Bis jedoch die richtigen Leute gefunden und die nötigen Abmachungen getroffen werden konnten verrinnt die Zeit schnell. Leider sind aufgrund der Menschenmassen BURN THE 8 TRACK nur durch einige Dezimeter Beton zu hören. Aber trotz Steinfilter klingt die Chose ganz ordentlich… Okay, war nur ein Scherz, kein Review von „durch die Wand“.
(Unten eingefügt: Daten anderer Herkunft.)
//! Application configuration with layered loading.
//!
//! This module provides configuration management using figment for layered
//! configuration loading from multiple sources:
//!
//! 1. Environment variables (TAGPURGE_*)
//! 2. TOML config file (if TAGPURGE_CONFIG_FILE set)
//! 3. Built-in defaults

use std::path::PathBuf;

use figment::{
    Figment,
    providers::{Env, Format, Serialized, Toml},
};
use serde::{Deserialize, Serialize};

use crate::policy::PurgePolicy;
use crate::tag::SiteOrigin;

mod validation;

pub use validation::ConfigError;

/// Web server flavour in front of the cache.
#[derive(Debug, Clone, Copy, PartialEq, Eq, Default, Serialize, Deserialize)]
#[serde(rename_all = "snake_case")]
pub enum ServerVariant {
    /// Full server with a private (per-session) cache tier.
    #[default]
    Litespeed,
    /// Open-source server; shared cache only.
    OpenLitespeed,
}

impl ServerVariant {
    /// Whether purging the private tier means anything on this server.
    pub fn has_private_tier(self) -> bool {
        matches!(self, ServerVariant::Litespeed)
    }
}

/// Application configuration with layered loading.
///
/// Loading precedence (highest wins):
/// 1. Environment variables (TAGPURGE_*)
/// 2. TOML config file (if TAGPURGE_CONFIG_FILE set)
/// 3. Built-in defaults
#[derive(Debug, Clone, Serialize, Deserialize)]
pub struct AppConfig {
    /// Global namespace prefix placed in front of every emitted tag.
    ///
    /// Set via TAGPURGE_TAG_PREFIX environment variable.
    #[serde(default = "default_tag_prefix")]
    pub tag_prefix: String,

    /// Public URL of the site; its origin is stripped from purge URLs.
    ///
    /// Set via TAGPURGE_SITE_URL environment variable.
    #[serde(default = "default_site_url")]
    pub site_url: String,

    /// Tenant id of the site this process serves.
    ///
    /// Set via TAGPURGE_BLOG_ID environment variable.
    #[serde(default = "default_blog_id")]
    pub blog_id: u64,

    /// Whether this is one site of a multi-tenant network.
    ///
    /// Set via TAGPURGE_MULTISITE environment variable.
    #[serde(default)]
    pub multisite: bool,

    /// Set via TAGPURGE_SERVER_VARIANT environment variable.
    #[serde(default)]
    pub server_variant: ServerVariant,

    /// Purge-all empties the whole store instead of one tenant namespace.
    ///
    /// Set via TAGPURGE_FULL_FLUSH environment variable.
    #[serde(default)]
    pub full_flush: bool,

    /// Categories a post change fans out to.
    ///
    /// Set via TAGPURGE_PURGE_BY_POST environment variable, either as a
    /// dot-joined code string (`F.H.T`) or a list of category names.
    #[serde(default = "PurgePolicy::precise")]
    pub purge_by_post: PurgePolicy,

    /// Feed cache TTL in seconds; 0 means feeds are not cached.
    ///
    /// Set via TAGPURGE_FEED_TTL environment variable.
    #[serde(default)]
    pub feed_ttl: u64,

    /// Whether the background crawler runs on a schedule.
    ///
    /// Set via TAGPURGE_CRAWLER_CRON_ACTIVE environment variable.
    #[serde(default)]
    pub crawler_cron_active: bool,

    /// Path to the SQLite site store.
    ///
    /// Set via TAGPURGE_DB_PATH environment variable.
    #[serde(default = "default_db_path")]
    pub db_path: PathBuf,
}

fn default_tag_prefix() -> String {
    "lsc".into()
}

fn default_site_url() -> String {
    "http://localhost".into()
}

fn default_blog_id() -> u64 {
    1
}

fn default_db_path() -> PathBuf {
    PathBuf::from("./tagpurge-site.sqlite")
}

impl Default for AppConfig {
    fn default() -> Self {
        Self {
            tag_prefix: default_tag_prefix(),
            site_url: default_site_url(),
            blog_id: default_blog_id(),
            multisite: false,
            server_variant: ServerVariant::default(),
            full_flush: false,
            purge_by_post: PurgePolicy::precise(),
            feed_ttl: 0,
            crawler_cron_active: false,
            db_path: default_db_path(),
        }
    }
}

impl AppConfig {
    /// Load configuration from all sources with layered precedence.
    ///
    /// Priority (highest wins):
    /// 1. Environment variables prefixed with `TAGPURGE_`
    /// 2. TOML file from `TAGPURGE_CONFIG_FILE` (if set)
    /// 3. Built-in defaults via `Default::default()`
    ///
    /// # Errors
    ///
    /// Returns `ConfigError` if:
    /// - Configuration file cannot be read
    /// - Environment variables cannot be parsed
    /// - Validation fails after loading
    pub fn load() -> Result<Self, ConfigError> {
        let mut figment = Figment::from(Serialized::defaults(Self::default()));

        if let Ok(config_path) = std::env::var("TAGPURGE_CONFIG_FILE") {
            figment = figment.merge(Toml::file(&config_path));
        }

        figment = figment.merge(
            Env::prefixed("TAGPURGE_")
                .map(|key| key.as_str().to_lowercase().into())
                .split("__"),
        );

        let config: Self = figment.extract().map_err(|e| ConfigError::LoadFailed(e.to_string()))?;

        config.validate()?;

        Ok(config)
    }

    /// Origin of the configured site URL.
    ///
    /// # Errors
    ///
    /// Returns `ConfigError::Invalid` if `site_url` is not an absolute http(s) URL.
    pub fn site_origin(&self) -> Result<SiteOrigin, ConfigError> {
        SiteOrigin::parse(&self.site_url)
            .map_err(|e| ConfigError::Invalid { field: "site_url".into(), reason: e.to_string() })
    }
}

#[cfg(test)]
mod tests {
    use super::*;
    use crate::policy::PurgeCategory;

    #[test]
    fn test_default_config() {
        let config = AppConfig::default();
        assert_eq!(config.tag_prefix, "lsc");
        assert_eq!(config.site_url, "http://localhost");
        assert_eq!(config.blog_id, 1);
        assert!(!config.multisite);
        assert_eq!(config.server_variant, ServerVariant::Litespeed);
        assert!(!config.full_flush);
        assert_eq!(config.purge_by_post, PurgePolicy::precise());
        assert_eq!(config.feed_ttl, 0);
        assert!(!config.crawler_cron_active);
        assert_eq!(config.db_path, PathBuf::from("./tagpurge-site.sqlite"));
    }

    #[test]
    fn test_private_tier_by_variant() {
        assert!(ServerVariant::Litespeed.has_private_tier());
        assert!(!ServerVariant::OpenLitespeed.has_private_tier());
    }

    #[test]
    fn test_site_origin() {
        let config = AppConfig { site_url: "https://example.com/blog".into(), ..Default::default() };
        assert_eq!(config.site_origin().unwrap().as_str(), "https://example.com");
    }

    #[test]
    fn test_load_layers_env_over_file() {
        figment::Jail::expect_with(|jail| {
            jail.create_file(
                "tagpurge.toml",
                r#"
                    tag_prefix = "filep"
                    blog_id = 3
                    purge_by_post = ["term", "author"]
                "#,
            )?;
            jail.set_env("TAGPURGE_CONFIG_FILE", "tagpurge.toml");
            jail.set_env("TAGPURGE_TAG_PREFIX", "envp");
            jail.set_env("TAGPURGE_SERVER_VARIANT", "open_litespeed");

            let config = AppConfig::load().expect("config should load");
            assert_eq!(config.tag_prefix, "envp");
            assert_eq!(config.blog_id, 3);
            assert_eq!(config.server_variant, ServerVariant::OpenLitespeed);
            assert!(config.purge_by_post.purge_by_post(PurgeCategory::Author));
            assert!(!config.purge_by_post.purge_by_post(PurgeCategory::Year));
            Ok(())
        });
    }

    #[test]
    fn test_load_dotted_policy_from_env() {
        figment::Jail::expect_with(|jail| {
            jail.set_env("TAGPURGE_PURGE_BY_POST", "F.T.PT");

            let config = AppConfig::load().expect("config should load");
            assert!(config.purge_by_post.purge_by_post(PurgeCategory::FrontPage));
            assert!(config.purge_by_post.purge_by_post(PurgeCategory::PostType));
            assert!(!config.purge_by_post.purge_by_post(PurgeCategory::HomePage));
            Ok(())
        });
    }

    #[test]
    fn test_load_rejects_invalid_values() {
        figment::Jail::expect_with(|jail| {
            jail.set_env("TAGPURGE_BLOG_ID", "0");

            let result = AppConfig::load();
            assert!(matches!(result, Err(ConfigError::Invalid { field, .. }) if field == "blog_id"));
            Ok(())
        });
    }
}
Nach kurzer Schleusung seitens des Tourmanagements (Danke!) sind wir jedoch pünktlich zu DEATH BY STEREO vor der Bühne. Wie schon auf dem Groezrock ein paar Tage zuvor eröffnet „No Shirt, No Shoes, No Salvation“ den metallischen Schlagabtausch a la DEATH BY STEREO. Ein wenig scheint das Publikum auf so was wie ein Startzeichen gewartet zu haben, denn es gleicht überraschter Verwirrung wie sie da stehen, die Menschen. Doch nach kurzer Orientierungsphase zünden die Kerzen, und ein kontinuierliches, angenehm kickbox- freies Moshen beginnt. Doch Sänger Efrem Schulz ist das nicht genug. Er ist gut drauf heute Abend. Zu Song zwei sieht es sich genötigt der bequem am Rand auf leicht erhöhter Position platzierten Damenschaft ein wenig ins Gesicht zu schreien. Großartig mit welchen Grimassen danach direkt auf der Tanzfläche neu Position bezogen wird. Und so geht es weiter, von links nach rechts einmal quer durch die temporäre Behausung und schon ist das Eis gebrochen. Ab hier wird abwechselnd gemosht, mit dem Zeigefinger die Luft durchlöchert und mit geschrieen was die Biologie hergibt. „Let Down And Alone“ , „I Wouldn `t Piss In Your Ear If Your Brain Was On Fire“ sind wie eh und je wahre Brecher vor dem Herrn, während die Song aus der „If Looks Could Kill, I `d Watch You Die“ mit thrashigem Hardcore- Charme bestechen. „Wasted Words“ markiert den unumstößlichen Schlusspunkt des Quintetts, und glücklich werden sich im Pit dank überzeugender Leistung von Publikum und Band die Hände geschüttelt.

Nach einer kurzen Umbaupause geht’s mit den Headlinern des Abends weiter. Zoli Teglas und Band beginnen Stilecht und unter großem Jubel in den mittlerweile arg gequetschten Menge mit „Bleeding“ für Action zu sorgen. Doch leider macht sich schon zu Beginn des Sets bemerkbar, dass Zoli nicht voll bei Stimme ist. Zwar trifft er jeden Ton ohne Probleme, lässt jedoch längere Passagen als sonst vom Publikum übernehmen. Trotzdem ist die band gut drauf, zeigt feine Bühnenpräsenz und angenehme Ansagen, die schon fast als Reden zu bezeichnen sind, runden das positive Gesamtbild ab. Spätestens als Zoli den Sänger der ersten Combo dieses Abends für einen gut gefeierten Song auf die Bühne bittet wird klar: Gesund und munter ist etwas anderes. Zwar kommen „Embrace“, „Run, Run, Run“ und „Veteran“ sowie „Sunday, Bloody Sunday” gewohnt hochkarätig in den Gehörgang, doch Zoli mit teilweise schmerzverzerrtem Gesicht beim Singen zuzusehen ist tut fast schon selber weh. Trotzdem gibt es sogar eine Zugabe, und Zoli verspricht, nach einer Speiseröhren- Op oder Ähnlichem, zwei Stunden für das Kölner Publikum zu singen. Verdient hätte es das, so textsicher wie die Anwesenden mitgegangen und in brütender Hitze und Enge ausgeharrt haben. Im nächsten Jahr auf jeden Fall gerne wieder. Wie bei diesem Line- Up eigentlich nicht anders zu erwarten eine klasse Show.